Speaker: Prof. Jungjin Ju

Abstract

Photonics is a key enabler for quantum systems, providing both core quantum functionality and the means by which quantum effects can be achieved, expressed, combined and utilized. In this talk, long distance quantum communications and silicon based photonic quantum process research activities of ETRI will be presented with short video introduction of ETRI organization.

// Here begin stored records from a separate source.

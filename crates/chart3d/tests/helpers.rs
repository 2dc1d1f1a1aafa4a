//! Public helper functions and caller-contract errors.

use approx::assert_abs_diff_eq;
use chart3d::{
    BoxCorners, DataPoint3D, Error, MarkerStyle3D, angle_correction, find_point_by_index,
    lines_intersection, renderers::PieSliceGeometry,
};
use chart3d_geometry::{Color, Vec2, Vec3};

// ====================
// Angle correction
// ====================

#[test]
fn test_angle_correction_squashes_toward_horizontal() {
    let corrected = angle_correction(45.0, 0.5);
    assert_abs_diff_eq!(corrected, 0.5f32.atan().to_degrees(), epsilon = 1e-3);

    // Mirrored on the other side of the band centre.
    assert_abs_diff_eq!(angle_correction(135.0, 0.5), 180.0 - corrected, epsilon = 1e-3);
}

#[test]
fn test_angle_correction_keeps_band_edges() {
    for angle in [-90.0, 90.0, 270.0, 450.0] {
        assert_eq!(angle_correction(angle, 0.3), angle);
    }
}

#[test]
fn test_angle_correction_is_monotonic() {
    let mut previous = angle_correction(-180.0, 0.4);
    let mut angle = -179.0;
    while angle <= 540.0 {
        let corrected = angle_correction(angle, 0.4);
        assert!(
            corrected >= previous - 1e-4,
            "correction went backwards at {angle}: {previous} -> {corrected}"
        );
        previous = corrected;
        angle += 1.0;
    }
}

// ====================
// Line intersection
// ====================

#[test]
fn test_axis_aligned_lines_meet_exactly() {
    let hit = lines_intersection(
        Vec2::new(0.0, 5.0),
        Vec2::new(10.0, 5.0),
        Vec2::new(7.0, 0.0),
        Vec2::new(7.0, 10.0),
    );
    assert_eq!(hit, Some(Vec2::new(7.0, 5.0)));
}

#[test]
fn test_slanted_lines_meet() {
    let hit = lines_intersection(
        Vec2::new(0.0, 0.0),
        Vec2::new(10.0, 10.0),
        Vec2::new(0.0, 10.0),
        Vec2::new(10.0, 0.0),
    )
    .expect("diagonals cross");
    assert_abs_diff_eq!(hit.x, 5.0, epsilon = 1e-4);
    assert_abs_diff_eq!(hit.y, 5.0, epsilon = 1e-4);
}

#[test]
fn test_parallel_lines_do_not_meet() {
    let slanted = lines_intersection(
        Vec2::new(0.0, 0.0),
        Vec2::new(4.0, 2.0),
        Vec2::new(0.0, 3.0),
        Vec2::new(4.0, 5.0),
    );
    assert_eq!(slanted, None);

    let vertical = lines_intersection(
        Vec2::new(1.0, 0.0),
        Vec2::new(1.0, 9.0),
        Vec2::new(4.0, 0.0),
        Vec2::new(4.0, 9.0),
    );
    assert_eq!(vertical, None);
}

// ====================
// Point lookup
// ====================

#[test]
fn test_find_point_by_index_matches_series() {
    let points = vec![
        DataPoint3D::new("a", 1, 0.0, 0.0),
        DataPoint3D::new("b", 1, 5.0, 5.0),
        DataPoint3D::new("b", 2, 10.0, 10.0),
    ];

    let (position, point) = find_point_by_index(&points, 1, "b").expect("point b1 exists");
    assert_eq!(position, 1);
    assert_eq!(point.position(), Vec2::new(5.0, 5.0));
    assert!(find_point_by_index(&points, 2, "a").is_none());
}

// ====================
// Errors
// ====================

#[test]
fn test_unknown_marker_code_is_rejected() {
    assert_eq!(
        MarkerStyle3D::from_code(200, 8.0, Color::RED),
        Err(Error::UnknownMarkerStyle(200))
    );
    assert!(MarkerStyle3D::from_code(2, 8.0, Color::RED).is_ok());
}

#[test]
fn test_box_corners_need_eight_points() {
    let points = [Vec3::ZERO; 7];
    assert_eq!(
        BoxCorners::from_slice(&points),
        Err(Error::InvalidCornerCount {
            expected: 8,
            actual: 7
        })
    );
}

#[test]
fn test_empty_pie_slice_is_rejected() {
    let result =
        PieSliceGeometry::from_ellipse(Vec2::new(50.0, 50.0), 40.0, 30.0, 10.0, 0.0, 0.0, 0.0);
    assert!(matches!(result, Err(Error::DegenerateGeometry(_))));
}

// ====================
// Features
// ====================

#[test]
fn test_profiling_follows_crate_feature() {
    assert_eq!(
        chart3d_core::profiling::ENABLED,
        cfg!(feature = "profiling"),
        "chart3d-core profiling must be switched by chart3d's own feature"
    );
}
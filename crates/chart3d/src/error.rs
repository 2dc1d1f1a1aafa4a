//! Error types for the chart3d renderers.

use thiserror::Error;

/// Result type alias for chart3d operations.
pub type Result<T> = std::result::Result<T, Error>;

/// Contract violations reported by the renderers.
///
/// These are programming errors on the caller side and are never retried.
/// Hit-region widening failures are not errors: the renderers fall back to
/// the unwidened path.
#[derive(Debug, Clone, PartialEq, Error)]
pub enum Error {
    /// A box needs exactly eight corners.
    #[error("expected {expected} box corners, got {actual}")]
    InvalidCornerCount { expected: usize, actual: usize },

    /// Marker style code outside the known shapes.
    #[error("unknown marker style code {0}")]
    UnknownMarkerStyle(u8),

    /// Input that cannot form the requested primitive.
    #[error("degenerate geometry: {0}")]
    DegenerateGeometry(&'static str),
}
//! Splitting strip segments at the plot's top and bottom boundary.
//!
//! A segment that leaves the plot is cut where it crosses the boundary. The
//! part inside keeps its color; the parts outside are flattened onto the
//! boundary and drawn in the darker cut color so the strip reads as clipped
//! rather than missing.

use crate::helpers::x_at_y;
use chart3d_geometry::{Rect, Vec2};

/// Plot boundaries are widened by this much before testing.
const BOUNDARY_MARGIN: f32 = 0.5;

/// How a clipped piece is colored.
#[derive(Debug, Clone, Copy, PartialEq, Eq)]
pub enum PieceRole {
    /// Inside the plot, original color.
    Original,
    /// Flattened onto a boundary, cut color.
    Cut,
}

/// One piece of a clipped segment.
#[derive(Debug, Clone, Copy, PartialEq)]
pub struct ClipPiece {
    pub start: Vec2,
    pub end: Vec2,
    pub role: PieceRole,
}

impl ClipPiece {
    fn new(start: Vec2, end: Vec2, role: PieceRole) -> Self {
        Self { start, end, role }
    }

    fn reversed(self) -> Self {
        Self {
            start: self.end,
            end: self.start,
            role: self.role,
        }
    }
}

/// Vertical extent a strip may occupy, in plot pixels (Y grows down).
#[derive(Debug, Clone, Copy, PartialEq)]
pub struct ClipBounds {
    pub top: f32,
    pub bottom: f32,
}

#[derive(Debug, Clone, Copy, PartialEq, Eq)]
enum Side {
    Above,
    Inside,
    Below,
}

impl ClipBounds {
    pub fn new(top: f32, bottom: f32) -> Self {
        Self {
            top: top.min(bottom),
            bottom: top.max(bottom),
        }
    }

    /// Bounds of a plot area, widened by a small margin.
    pub fn from_plot(plot: Rect) -> Self {
        Self::new(plot.y - BOUNDARY_MARGIN, plot.bottom() + BOUNDARY_MARGIN)
    }

    fn side(&self, y: f32) -> Side {
        if y < self.top {
            Side::Above
        } else if y > self.bottom {
            Side::Below
        } else {
            Side::Inside
        }
    }

    fn boundary(&self, side: Side) -> f32 {
        if side == Side::Above { self.top } else { self.bottom }
    }

    fn clamp(&self, point: Vec2) -> Vec2 {
        Vec2::new(point.x, point.y.clamp(self.top, self.bottom))
    }
}

/// Cut the segment `first`-`second` at the bounds.
///
/// Returns one piece when the segment is entirely inside or entirely beyond
/// one boundary, two when it crosses one boundary and three when it spans
/// both. Pieces run from `first` to `second`; with `reversed` they run from
/// `second` back to `first`, each with its ends swapped.
pub fn clip_strip(first: Vec2, second: Vec2, bounds: ClipBounds, reversed: bool) -> Vec<ClipPiece> {
    let first_side = bounds.side(first.y);
    let second_side = bounds.side(second.y);

    let crossing = |side: Side| {
        let y = bounds.boundary(side);
        Vec2::new(x_at_y(first, second, y), y)
    };

    let mut pieces = match (first_side, second_side) {
        (Side::Inside, Side::Inside) => vec![ClipPiece::new(first, second, PieceRole::Original)],
        (a, b) if a == b => vec![ClipPiece::new(
            bounds.clamp(first),
            bounds.clamp(second),
            PieceRole::Cut,
        )],
        (Side::Inside, out) => {
            let cross = crossing(out);
            vec![
                ClipPiece::new(first, cross, PieceRole::Original),
                ClipPiece::new(cross, bounds.clamp(second), PieceRole::Cut),
            ]
        }
        (out, Side::Inside) => {
            let cross = crossing(out);
            vec![
                ClipPiece::new(bounds.clamp(first), cross, PieceRole::Cut),
                ClipPiece::new(cross, second, PieceRole::Original),
            ]
        }
        (out_first, out_second) => {
            let enter = crossing(out_first);
            let leave = crossing(out_second);
            vec![
                ClipPiece::new(bounds.clamp(first), enter, PieceRole::Cut),
                ClipPiece::new(enter, leave, PieceRole::Original),
                ClipPiece::new(leave, bounds.clamp(second), PieceRole::Cut),
            ]
        }
    };

    if reversed {
        pieces.reverse();
        for piece in &mut pieces {
            *piece = piece.reversed();
        }
    }
    pieces
}

#[cfg(test)]
mod tests {
    use super::*;
    use approx::assert_abs_diff_eq;

    fn bounds() -> ClipBounds {
        ClipBounds::new(0.0, 100.0)
    }

    #[test]
    fn test_inside_segment_is_untouched() {
        let pieces = clip_strip(Vec2::new(0.0, 10.0), Vec2::new(10.0, 90.0), bounds(), false);
        assert_eq!(
            pieces,
            vec![ClipPiece::new(
                Vec2::new(0.0, 10.0),
                Vec2::new(10.0, 90.0),
                PieceRole::Original
            )]
        );
    }

    #[test]
    fn test_segment_above_is_flattened_onto_top() {
        let pieces = clip_strip(Vec2::new(0.0, -20.0), Vec2::new(10.0, -5.0), bounds(), false);
        assert_eq!(pieces.len(), 1);
        assert_eq!(pieces[0].role, PieceRole::Cut);
        assert_eq!(pieces[0].start.y, 0.0);
        assert_eq!(pieces[0].end.y, 0.0);
    }

    #[test]
    fn test_single_crossing_gives_two_pieces() {
        let pieces = clip_strip(Vec2::new(0.0, -50.0), Vec2::new(10.0, 50.0), bounds(), false);
        assert_eq!(pieces.len(), 2);
        assert_eq!(pieces[0].role, PieceRole::Cut);
        assert_eq!(pieces[1].role, PieceRole::Original);
        assert_abs_diff_eq!(pieces[0].end.x, 5.0, epsilon = 1e-5);
        assert_eq!(pieces[0].end, pieces[1].start);
    }

    #[test]
    fn test_spanning_segment_gives_three_pieces() {
        let pieces = clip_strip(Vec2::new(0.0, -100.0), Vec2::new(30.0, 200.0), bounds(), false);
        let roles: Vec<_> = pieces.iter().map(|p| p.role).collect();
        assert_eq!(roles, vec![PieceRole::Cut, PieceRole::Original, PieceRole::Cut]);
        assert_abs_diff_eq!(pieces[1].start.x, 10.0, epsilon = 1e-4);
        assert_abs_diff_eq!(pieces[1].end.x, 20.0, epsilon = 1e-4);
    }

    #[test]
    fn test_reversed_runs_back_to_first() {
        let first = Vec2::new(0.0, -50.0);
        let second = Vec2::new(10.0, 50.0);
        let pieces = clip_strip(first, second, bounds(), true);
        assert_eq!(pieces[0].role, PieceRole::Original);
        assert_eq!(pieces[0].start, second);
        assert_eq!(pieces[1].role, PieceRole::Cut);
        assert_eq!(pieces[1].end, Vec2::new(0.0, 0.0));
    }

    #[test]
    fn test_plot_bounds_are_widened() {
        let bounds = ClipBounds::from_plot(Rect::new(0.0, 10.0, 100.0, 50.0));
        assert!(bounds.top < 10.0);
        assert!(bounds.bottom > 60.0);
    }
}
//! chart3d - three-dimensional chart geometry on a flat drawing surface
//!
//! Bars, cylinders, pie and doughnut wedges, line and area strips, markers
//! and axis furniture are projected with a fixed rotation/perspective
//! transform and painted back to front. There is no depth buffer: every
//! renderer decides which faces can be seen, shades them from a light-style
//! policy and issues fill and stroke calls in an order that makes the
//! painter's algorithm come out right.
//!
//! The main pieces are:
//!
//! - [`Matrix3D`] - projection of model points and face shading
//! - [`is_surface_visible`] and the visible-face queries on [`Matrix3D`]
//! - [`ChartRenderer3D`] - the primitive renderers
//! - [`StripRenderContext`] and [`CylinderCapCache`] - state carried between
//!   consecutive calls of one scene
//!
//! # Example
//!
//! ```rust
//! use chart3d::{BoxStyle, ChartRenderer3D, DrawingOperationTypes, Matrix3D, SceneStyle};
//! use chart3d_geometry::{Color, Rect};
//! use chart3d_test_utils::RecordingSurface;
//!
//! let plot = Rect::new(0.0, 0.0, 400.0, 300.0);
//! let matrix = Matrix3D::new(plot, 40.0, &SceneStyle::default());
//! let mut surface = RecordingSurface::new();
//!
//! let mut renderer = ChartRenderer3D::new(&mut surface, &matrix);
//! renderer.fill_3d_box(
//!     Rect::new(100.0, 100.0, 50.0, 150.0),
//!     0.0,
//!     40.0,
//!     &BoxStyle::new(Color::rgb(0.2, 0.4, 0.8)),
//!     DrawingOperationTypes::DRAW_ELEMENT,
//! );
//!
//! assert_eq!(surface.count_fills(), 3);
//! ```

mod context;
mod data_point;
mod error;
mod helpers;
mod lighting;
mod matrix;
pub mod renderers;
mod style;
mod surface;
mod tangent;
mod visibility;

pub use context::*;
pub use data_point::*;
pub use error::*;
pub use helpers::*;
pub use lighting::*;
pub use matrix::*;
pub use renderers::ChartRenderer3D;
pub use style::*;
pub use surface::*;
pub use tangent::*;
pub use visibility::*;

Experimental practical quantum tokens with transaction time advantage

Date: 2024-11-06
Time: 14:00
Location: ICTQT room 319
ICTQT Seminar

Speaker: Dr. Damián Pitalúa-García

Abstract

Quantum money is the first invention in quantum information science, promising advantages over classical money by simultaneously achieving unforgeability, user privacy, and instant validation. However, standard quantum money relies on quantum memories and long-distance quantum communication, which are technologically extremely challenging. Quantum “S-money” tokens eliminate these technological requirements while preserving unforgeability, user privacy, and instant validation. Here, we report the first full experimental demonstration of quantum S-tokens, proven secure despite errors, losses and experimental imperfections. The heralded single-photon source with a high system efficiency of 88.24% protects against arbitrary multi-photon attacks arising from losses in the quantum token generation. Following short-range quantum communication, the token is stored, transacted, and verified using classical bits. We demonstrate a transaction time advantage over intra-city 2.77 km and inter-city 60.54 km optical fibre networks, compared with optimal classical cross-checking schemes. Our implementation demonstrates the practicality of quantum S-tokens for applications requiring high security, privacy and minimal transaction times, like financial trading and network control. It is also the first demonstration of a quantitative quantum time advantage in relativistic cryptography, showing the enhanced cryptographic power of simultaneously considering quantum and relativistic physics. Based on arXiv:2408.13063. Work in collaboration with Yang-Fan Jiang, Adrian Kent, Xiaochen Yao, Xiaohan Chen, Jia Huang, George Cowperthwaite, Qibin Zheng, Hao Li, Lixing You, Yang Liu, Qiang Zhang and Jian-Wei Pan. If there is time I will also briefly discuss the multiphoton attacks loophole (PRX Quantum 2, 030338, (2021)) that applies to various previous implementations of mistrustful quantum cryptography, which we have closed in our quantum tokens implementation.